What is required:
Across all the entries below, count each line that holds "gateway" and report the figure only.

── Excerpted records

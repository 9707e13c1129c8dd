//! Notification gateway: permission, device token lifecycle, and foreground
//! delivery onto the event bus.

pub mod backend;
pub mod dedup;
pub mod foreground;
pub mod gateway;
pub mod memory;
pub mod permission;
pub mod token;

pub use backend::HttpTokenBackend;
pub use gateway::NotificationGateway;
pub use memory::{MemoryPushService, MemoryTokenBackend};
pub use permission::{PermissionTracker, PromptGate};
pub use token::{TokenRegistrar, TokenStatus};
//! In-memory presence store for single-process deployments.
//!
//! Behaves like the remote store: a listener receives the current value as
//! soon as it opens and every change afterwards, and `None` when the key is
//! deleted.

use std::sync::atomic::{AtomicBool, AtomicU64, Ordering};

use async_trait::async_trait;
use dashmap::DashMap;
use dashmap::mapref::entry::Entry;
use serde_json::Value;
use tokio::sync::mpsc;

use pulse_core::error::AppError;
use pulse_core::result::AppResult;
use pulse_core::traits::{ListenerId, PresenceStore, RemoteListener};

#[derive(Debug)]
struct Listener {
    key: String,
    tx: mpsc::UnboundedSender<Option<Value>>,
}

/// Process-local presence store.
#[derive(Debug)]
pub struct MemoryPresenceStore {
    /// Key → current value.
    values: DashMap<String, Value>,
    /// Listener ID → listener.
    listeners: DashMap<u64, Listener>,
    /// Next listener ID.
    next_id: AtomicU64,
    /// When set, new subscriptions fail.
    unavailable: AtomicBool,
}

impl MemoryPresenceStore {
    /// Create an empty store.
    pub fn new() -> Self {
        Self {
            values: DashMap::new(),
            listeners: DashMap::new(),
            next_id: AtomicU64::new(1),
            unavailable: AtomicBool::new(false),
        }
    }

    /// Write a value and notify listeners on `key`.
    pub fn set(&self, key: &str, value: Value) {
        self.values.insert(key.to_string(), value.clone());
        self.notify(key, Some(value));
    }

    /// Delete a value and notify listeners on `key`.
    pub fn remove(&self, key: &str) {
        self.values.remove(key);
        self.notify(key, None);
    }

    /// Current value at `key`.
    pub fn get(&self, key: &str) -> Option<Value> {
        self.values.get(key).map(|v| v.value().clone())
    }

    /// Drop every listener on `key`, as the remote side does when a
    /// connection is lost.
    pub fn drop_listeners(&self, key: &str) -> usize {
        let before = self.listeners.len();
        self.listeners.retain(|_, l| l.key != key);
        before - self.listeners.len()
    }

    /// Make new subscriptions fail (or succeed again).
    pub fn set_unavailable(&self, unavailable: bool) {
        self.unavailable.store(unavailable, Ordering::SeqCst);
    }

    /// Number of open listeners.
    pub fn listener_count(&self) -> usize {
        self.listeners.len()
    }

    /// Number of open listeners on `key`.
    pub fn listener_count_for(&self, key: &str) -> usize {
        self.listeners.iter().filter(|l| l.key == key).count()
    }

    fn notify(&self, key: &str, value: Option<Value>) {
        for listener in self.listeners.iter().filter(|l| l.key == key) {
            let _ = listener.tx.send(value.clone());
        }
    }
}

impl Default for MemoryPresenceStore {
    fn default() -> Self {
        Self::new()
    }
}

#[async_trait]
impl PresenceStore for MemoryPresenceStore {
    async fn subscribe(&self, key: &str) -> AppResult<RemoteListener> {
        if self.unavailable.load(Ordering::SeqCst) {
            return Err(AppError::subscription_failure(format!(
                "presence store unavailable for '{key}'"
            )));
        }

        let (tx, updates) = mpsc::unbounded_channel();
        let id = self.next_id.fetch_add(1, Ordering::Relaxed);

        // Holding the key's entry blocks writers until the listener is
        // registered, so no write falls between the read and the insert.
        let entry = self.values.entry(key.to_string());
        let current = match &entry {
            Entry::Occupied(occupied) => Some(occupied.get().clone()),
            Entry::Vacant(_) => None,
        };
        let _ = tx.send(current);
        self.listeners.insert(
            id,
            Listener {
                key: key.to_string(),
                tx,
            },
        );
        drop(entry);
        tracing::trace!("Opened presence listener {} on '{}'", id, key);

        Ok(RemoteListener {
            id: ListenerId(id),
            updates,
        })
    }

    fn unsubscribe(&self, id: ListenerId) {
        if self.listeners.remove(&id.0).is_some() {
            tracing::trace!("Closed presence listener {}", id.0);
        }
    }
}
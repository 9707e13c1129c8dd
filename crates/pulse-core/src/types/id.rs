//! Validated user identifier.
//!
//! A [`UserId`] is the last segment of a remote presence key, so it must be
//! non-empty and must not contain characters that are reserved in key paths.

use std::fmt;
use std::str::FromStr;

use serde::{Deserialize, Serialize};

use crate::error::AppError;

/// Characters the remote store reserves in key segments.
const RESERVED: &[char] = &['/', '.', '#', '$', '[', ']'];

/// Identifier of a tracked user.
#[derive(Debug, Clone, PartialEq, Eq, Hash, PartialOrd, Ord, Serialize, Deserialize)]
#[serde(try_from = "String", into = "String")]
pub struct UserId(String);

impl UserId {
    /// Parse and validate a user identifier.
    pub fn parse(raw: &str) -> Result<Self, AppError> {
        if raw.trim().is_empty() {
            return Err(AppError::invalid_argument("user id must not be empty"));
        }
        if let Some(c) = raw.chars().find(|c| RESERVED.contains(c) || c.is_control()) {
            return Err(AppError::invalid_argument(format!(
                "user id '{raw}' contains reserved character {c:?}"
            )));
        }
        Ok(Self(raw.to_string()))
    }

    /// Borrow the identifier as a string slice.
    pub fn as_str(&self) -> &str {
        &self.0
    }
}

impl fmt::Display for UserId {
    fn fmt(&self, f: &mut fmt::Formatter<'_>) -> fmt::Result {
        f.write_str(&self.0)
    }
}

impl FromStr for UserId {
    type Err = AppError;

    fn from_str(s: &str) -> Result<Self, Self::Err> {
        Self::parse(s)
    }
}

impl TryFrom<String> for UserId {
    type Error = AppError;

    fn try_from(value: String) -> Result<Self, Self::Error> {
        Self::parse(&value)
    }
}

impl From<UserId> for String {
    fn from(id: UserId) -> String {
        id.0
    }
}

impl AsRef<str> for UserId {
    fn as_ref(&self) -> &str {
        &self.0
    }
}

#[cfg(test)]
mod tests {
    use super::*;
    use crate::error::ErrorKind;

    #[test]
    fn test_parse_valid() {
        let id = UserId::parse("u1").expect("valid id");
        assert_eq!(id.as_str(), "u1");
        assert_eq!(id.to_string(), "u1");
    }

    #[test]
    fn test_empty_is_invalid_argument() {
        let err = UserId::parse("").unwrap_err();
        assert_eq!(err.kind, ErrorKind::InvalidArgument);
        let err = UserId::parse("   ").unwrap_err();
        assert_eq!(err.kind, ErrorKind::InvalidArgument);
    }

    #[test]
    fn test_reserved_characters_rejected() {
        for raw in ["a/b", "a.b", "a#b", "a$b", "a[b", "a]b"] {
            let err = UserId::parse(raw).unwrap_err();
            assert_eq!(err.kind, ErrorKind::InvalidArgument, "{raw}");
        }
    }

    #[test]
    fn test_deserialize_validates() {
        let ok: UserId = serde_json::from_str("\"alice\"").expect("deserialize");
        assert_eq!(ok.as_str(), "alice");
        assert!(serde_json::from_str::<UserId>("\"\"").is_err());
    }
}
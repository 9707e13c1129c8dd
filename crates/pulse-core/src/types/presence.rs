//! Presence snapshot of one tracked user.

use serde::{Deserialize, Serialize};

use super::id::UserId;

/// Latest known presence of a user.
///
/// `last_seen` is the raw timestamp written by the remote heartbeat, kept
/// as-is so the snapshot reflects exactly what the remote store holds.
#[derive(Debug, Clone, PartialEq, Eq, Serialize, Deserialize)]
#[serde(rename_all = "camelCase")]
pub struct PresenceRecord {
    /// The user this record describes.
    pub user_id: UserId,
    /// Whether the user is currently online.
    pub online: bool,
    /// Last-seen timestamp, if the remote store has one.
    pub last_seen: Option<i64>,
}

impl PresenceRecord {
    /// The reset state: offline with no last-seen timestamp.
    pub fn offline(user_id: UserId) -> Self {
        Self {
            user_id,
            online: false,
            last_seen: None,
        }
    }

    /// Whether this record is the reset state.
    pub fn is_reset(&self) -> bool {
        !self.online && self.last_seen.is_none()
    }
}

────

Written answer:
3